Collected data entries
○ ○ ○ ○

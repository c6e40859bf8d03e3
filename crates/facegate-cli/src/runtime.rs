//! Builds core services from resolved configuration.

use std::fs;
use std::io::{self, Read};
use std::path::{Path, PathBuf};

use facegate_config::{ResolvedConfig, ResolvedConfigWithSource};
use facegate_core::credentials::JwtIssuer;
use facegate_core::crypto::StoreKey;
use facegate_core::faces::{
    load_dlib_backend, DlibBackend, EnvModelPathResolver, FaceEmbeddingExtractor, FaceMatcher,
    FilesystemEmbeddingStore, ModelOverrides,
};
use facegate_core::notes::FilesystemNoteStore;

use crate::config::settings_origin;
use crate::errors::{AppError, AppResult};

/// An image as handed over on the command line.
#[derive(Debug, Clone, PartialEq, Eq)]
pub enum ImageInput {
    /// Base64 or data URI text.
    Payload(String),
    /// Encoded image file contents.
    Bytes(Vec<u8>),
}

/// Reads `path` (`-` for stdin) as a payload string, or as raw bytes when `raw`.
pub fn read_image_input(path: &Path, raw: bool) -> AppResult<ImageInput> {
    let bytes = if path == Path::new("-") {
        let mut buf = Vec::new();
        io::stdin()
            .lock()
            .read_to_end(&mut buf)
            .map_err(|source| AppError::MissingInput {
                path: path.to_path_buf(),
                source,
            })?;
        buf
    } else {
        fs::read(path).map_err(|source| AppError::MissingInput {
            path: path.to_path_buf(),
            source,
        })?
    };

    if raw {
        return Ok(ImageInput::Bytes(bytes));
    }
    // Non-UTF-8 bytes become U+FFFD and are then rejected by the base64 decoder.
    Ok(ImageInput::Payload(String::from_utf8_lossy(&bytes).into_owned()))
}

fn load_store_key(config: &ResolvedConfig) -> AppResult<Option<StoreKey>> {
    config
        .store_key_file
        .as_deref()
        .map(StoreKey::load)
        .transpose()
}

pub fn open_embedding_store(config: &ResolvedConfig) -> AppResult<FilesystemEmbeddingStore> {
    let store = FilesystemEmbeddingStore::new(config.embedding_store_dir.clone());
    Ok(match load_store_key(config)? {
        Some(key) => store.with_key(key),
        None => store,
    })
}

pub fn open_note_store(config: &ResolvedConfig) -> AppResult<FilesystemNoteStore> {
    let store = FilesystemNoteStore::new(config.notes_store_dir.clone());
    Ok(match load_store_key(config)? {
        Some(key) => store.with_key(key),
        None => store,
    })
}

pub fn build_extractor(config: &ResolvedConfig) -> AppResult<FaceEmbeddingExtractor<DlibBackend>> {
    let overrides = ModelOverrides {
        landmark_model: config.landmark_model.clone(),
        encoder_model: config.encoder_model.clone(),
    };
    let backend = load_dlib_backend(&EnvModelPathResolver, &overrides)?;
    Ok(FaceEmbeddingExtractor::new(
        backend,
        config.jitters,
        config.embedding_dim,
    ))
}

pub fn build_matcher(config: &ResolvedConfig) -> AppResult<FaceMatcher> {
    FaceMatcher::new(config.match_threshold)
}

pub fn token_secret_path(settings: &ResolvedConfigWithSource) -> AppResult<PathBuf> {
    settings
        .resolved
        .token_secret_file
        .clone()
        .ok_or_else(|| AppError::Config {
            path: settings_origin(settings),
            message: "token_secret_file is not configured".into(),
        })
}

pub fn build_issuer(settings: &ResolvedConfigWithSource) -> AppResult<JwtIssuer> {
    let path = token_secret_path(settings)?;
    JwtIssuer::from_secret_file(&path, settings.resolved.token_ttl)
}
pub mod embedding;
pub mod enrollment;
pub mod extractor;
pub mod matcher;
pub mod store;
pub mod verification;

pub use embedding::FaceEmbedding;

pub use enrollment::{
    remove_identity, EnrollmentRecord, FaceEnrollmentOutcome, IdentityEnrollmentService,
    IdentityRemoval,
};

pub use extractor::{
    load_dlib_backend, BoundingBox, DlibBackend, EnvModelPathResolver, ExtractedFace,
    FaceEmbeddingBackend, FaceEmbeddingExtractor, FaceEmbeddingRecord, FaceModelPaths,
    ModelOverrides, ModelPathResolver, PrimaryFace, ENCODER_ENV, LANDMARK_ENV,
};

pub use matcher::{euclidean_distance, FaceMatcher, MatchOutcome, DEFAULT_MATCH_THRESHOLD};

pub use store::{
    EmbeddingStore, EnrolledIdentity, FilesystemEmbeddingStore, InMemoryEmbeddingStore,
};

pub use verification::{
    FaceVerificationOutcome, IdentityVerificationService, LoginOutcome, VerificationResult,
    VerificationStage,
};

○ ○ ○ ○

Brief » The answer must consist of every line from the records above that holds "EnvModelPathResolver".

Answer section »
    load_dlib_backend, DlibBackend, EnvModelPathResolver, FaceEmbeddingExtractor, FaceMatcher,
    let backend = load_dlib_backend(&EnvModelPathResolver, &overrides)?;
    load_dlib_backend, BoundingBox, DlibBackend, EnvModelPathResolver, ExtractedFace,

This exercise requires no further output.